- [RECORDS FOR THIS EXERCISE]

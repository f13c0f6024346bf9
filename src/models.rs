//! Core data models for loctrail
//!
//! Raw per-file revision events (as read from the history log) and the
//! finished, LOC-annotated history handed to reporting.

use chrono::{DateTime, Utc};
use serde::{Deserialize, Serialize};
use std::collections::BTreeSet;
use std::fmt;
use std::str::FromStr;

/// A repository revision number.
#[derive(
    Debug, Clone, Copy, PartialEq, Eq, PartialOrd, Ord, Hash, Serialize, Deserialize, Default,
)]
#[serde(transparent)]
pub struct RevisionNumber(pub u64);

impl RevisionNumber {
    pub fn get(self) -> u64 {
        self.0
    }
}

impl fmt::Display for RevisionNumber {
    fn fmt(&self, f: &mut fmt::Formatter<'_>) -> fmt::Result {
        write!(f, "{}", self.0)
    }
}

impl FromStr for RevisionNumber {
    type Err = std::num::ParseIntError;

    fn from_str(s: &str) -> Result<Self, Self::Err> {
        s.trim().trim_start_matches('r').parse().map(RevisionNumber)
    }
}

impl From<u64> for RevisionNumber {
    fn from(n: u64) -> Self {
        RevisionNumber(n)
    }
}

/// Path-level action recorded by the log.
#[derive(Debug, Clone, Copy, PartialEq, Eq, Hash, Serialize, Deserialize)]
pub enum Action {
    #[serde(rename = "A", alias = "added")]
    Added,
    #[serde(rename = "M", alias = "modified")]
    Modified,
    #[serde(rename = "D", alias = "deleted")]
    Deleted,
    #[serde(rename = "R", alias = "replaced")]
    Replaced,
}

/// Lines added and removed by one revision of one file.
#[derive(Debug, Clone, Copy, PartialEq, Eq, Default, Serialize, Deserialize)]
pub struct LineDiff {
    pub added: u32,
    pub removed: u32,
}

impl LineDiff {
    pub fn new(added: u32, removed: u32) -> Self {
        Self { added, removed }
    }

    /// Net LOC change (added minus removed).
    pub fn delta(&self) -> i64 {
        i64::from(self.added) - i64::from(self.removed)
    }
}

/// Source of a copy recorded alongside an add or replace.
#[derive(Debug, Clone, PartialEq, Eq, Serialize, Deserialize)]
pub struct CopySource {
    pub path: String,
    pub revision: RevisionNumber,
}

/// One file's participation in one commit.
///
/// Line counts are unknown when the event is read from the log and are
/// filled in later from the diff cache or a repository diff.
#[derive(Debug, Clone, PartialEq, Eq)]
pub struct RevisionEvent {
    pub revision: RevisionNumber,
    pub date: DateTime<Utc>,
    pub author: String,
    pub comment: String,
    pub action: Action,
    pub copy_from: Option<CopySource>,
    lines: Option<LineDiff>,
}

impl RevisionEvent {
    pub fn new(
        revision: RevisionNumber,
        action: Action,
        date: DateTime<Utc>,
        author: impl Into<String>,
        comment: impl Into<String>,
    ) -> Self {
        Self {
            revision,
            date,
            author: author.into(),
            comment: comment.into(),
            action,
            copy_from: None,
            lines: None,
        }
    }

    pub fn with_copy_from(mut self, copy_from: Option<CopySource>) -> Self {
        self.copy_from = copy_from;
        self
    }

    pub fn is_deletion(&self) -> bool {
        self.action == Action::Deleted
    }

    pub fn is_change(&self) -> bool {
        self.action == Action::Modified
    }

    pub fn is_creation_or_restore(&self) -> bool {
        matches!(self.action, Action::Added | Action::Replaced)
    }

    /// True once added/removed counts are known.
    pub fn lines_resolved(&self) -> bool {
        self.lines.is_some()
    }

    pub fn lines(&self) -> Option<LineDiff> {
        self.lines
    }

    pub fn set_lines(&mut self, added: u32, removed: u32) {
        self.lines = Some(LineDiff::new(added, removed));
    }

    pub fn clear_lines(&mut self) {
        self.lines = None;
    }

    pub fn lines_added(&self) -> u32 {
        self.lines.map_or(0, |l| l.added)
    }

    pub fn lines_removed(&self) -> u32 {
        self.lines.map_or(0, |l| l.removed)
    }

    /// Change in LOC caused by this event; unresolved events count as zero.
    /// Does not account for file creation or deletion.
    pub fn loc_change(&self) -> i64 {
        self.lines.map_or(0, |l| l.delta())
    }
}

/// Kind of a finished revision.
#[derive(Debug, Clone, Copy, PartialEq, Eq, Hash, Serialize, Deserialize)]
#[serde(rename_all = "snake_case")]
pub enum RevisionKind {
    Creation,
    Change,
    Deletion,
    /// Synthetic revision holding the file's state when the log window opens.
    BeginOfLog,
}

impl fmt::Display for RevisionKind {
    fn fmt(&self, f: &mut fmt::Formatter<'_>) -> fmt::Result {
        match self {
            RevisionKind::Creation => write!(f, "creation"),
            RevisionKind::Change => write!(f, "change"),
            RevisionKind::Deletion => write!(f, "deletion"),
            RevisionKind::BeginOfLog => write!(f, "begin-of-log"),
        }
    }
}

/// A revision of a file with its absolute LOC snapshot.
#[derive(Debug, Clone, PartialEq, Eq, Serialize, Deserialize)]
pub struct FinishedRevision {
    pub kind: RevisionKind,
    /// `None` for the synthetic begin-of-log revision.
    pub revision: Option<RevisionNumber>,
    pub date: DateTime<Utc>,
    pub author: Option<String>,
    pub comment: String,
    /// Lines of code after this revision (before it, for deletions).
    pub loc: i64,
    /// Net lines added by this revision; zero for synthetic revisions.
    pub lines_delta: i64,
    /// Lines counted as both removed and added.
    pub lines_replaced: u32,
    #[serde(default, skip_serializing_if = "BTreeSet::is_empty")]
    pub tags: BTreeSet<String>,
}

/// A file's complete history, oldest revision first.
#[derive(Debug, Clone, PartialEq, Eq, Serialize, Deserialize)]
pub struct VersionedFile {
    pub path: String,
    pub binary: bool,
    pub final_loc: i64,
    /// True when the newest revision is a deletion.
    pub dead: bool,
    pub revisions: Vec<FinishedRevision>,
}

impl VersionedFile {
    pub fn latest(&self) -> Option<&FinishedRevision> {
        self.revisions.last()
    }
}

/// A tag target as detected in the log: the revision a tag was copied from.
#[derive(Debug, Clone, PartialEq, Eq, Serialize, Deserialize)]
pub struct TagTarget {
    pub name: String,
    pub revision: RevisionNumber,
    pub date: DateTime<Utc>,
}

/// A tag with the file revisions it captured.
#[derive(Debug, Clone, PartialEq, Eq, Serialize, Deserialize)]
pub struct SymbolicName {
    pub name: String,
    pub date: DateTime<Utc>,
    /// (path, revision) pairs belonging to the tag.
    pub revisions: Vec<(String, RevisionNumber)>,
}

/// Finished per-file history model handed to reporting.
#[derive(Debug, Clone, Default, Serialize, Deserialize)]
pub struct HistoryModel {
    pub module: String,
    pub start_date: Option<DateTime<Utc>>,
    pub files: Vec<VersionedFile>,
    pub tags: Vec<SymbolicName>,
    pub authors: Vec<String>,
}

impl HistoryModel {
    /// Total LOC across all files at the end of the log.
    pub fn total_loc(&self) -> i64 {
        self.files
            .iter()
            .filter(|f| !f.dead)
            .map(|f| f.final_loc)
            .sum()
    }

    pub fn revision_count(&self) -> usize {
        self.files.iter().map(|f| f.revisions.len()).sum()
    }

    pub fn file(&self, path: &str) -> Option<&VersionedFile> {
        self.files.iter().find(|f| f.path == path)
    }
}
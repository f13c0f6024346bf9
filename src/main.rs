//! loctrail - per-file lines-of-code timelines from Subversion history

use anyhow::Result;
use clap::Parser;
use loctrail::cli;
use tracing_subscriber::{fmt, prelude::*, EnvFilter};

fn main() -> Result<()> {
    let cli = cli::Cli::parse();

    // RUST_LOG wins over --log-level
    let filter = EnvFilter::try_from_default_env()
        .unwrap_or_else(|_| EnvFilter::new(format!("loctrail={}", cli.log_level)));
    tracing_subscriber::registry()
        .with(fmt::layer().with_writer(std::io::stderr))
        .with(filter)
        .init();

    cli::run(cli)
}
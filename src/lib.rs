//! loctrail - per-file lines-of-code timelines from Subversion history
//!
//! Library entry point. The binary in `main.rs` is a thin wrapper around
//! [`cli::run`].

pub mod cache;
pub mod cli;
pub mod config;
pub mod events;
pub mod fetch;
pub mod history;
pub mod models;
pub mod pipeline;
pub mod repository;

- [EXERCISE PROMPT] In the listing above, find the line with "Eq, Default, Serialize, Deserialize)]" and the line with "log and are"; set down exactly those two lines and every line between them, nothing more.

- [SOLUTION BELOW]
#[derive(Debug, Clone, Copy, PartialEq, Eq, Default, Serialize, Deserialize)]
pub struct LineDiff {
    pub added: u32,
    pub removed: u32,
}

impl LineDiff {
    pub fn new(added: u32, removed: u32) -> Self {
        Self { added, removed }
    }

    /// Net LOC change (added minus removed).
    pub fn delta(&self) -> i64 {
        i64::from(self.added) - i64::from(self.removed)
    }
}

/// Source of a copy recorded alongside an add or replace.
#[derive(Debug, Clone, PartialEq, Eq, Serialize, Deserialize)]
pub struct CopySource {
    pub path: String,
    pub revision: RevisionNumber,
}

/// One file's participation in one commit.
///
/// Line counts are unknown when the event is read from the log and are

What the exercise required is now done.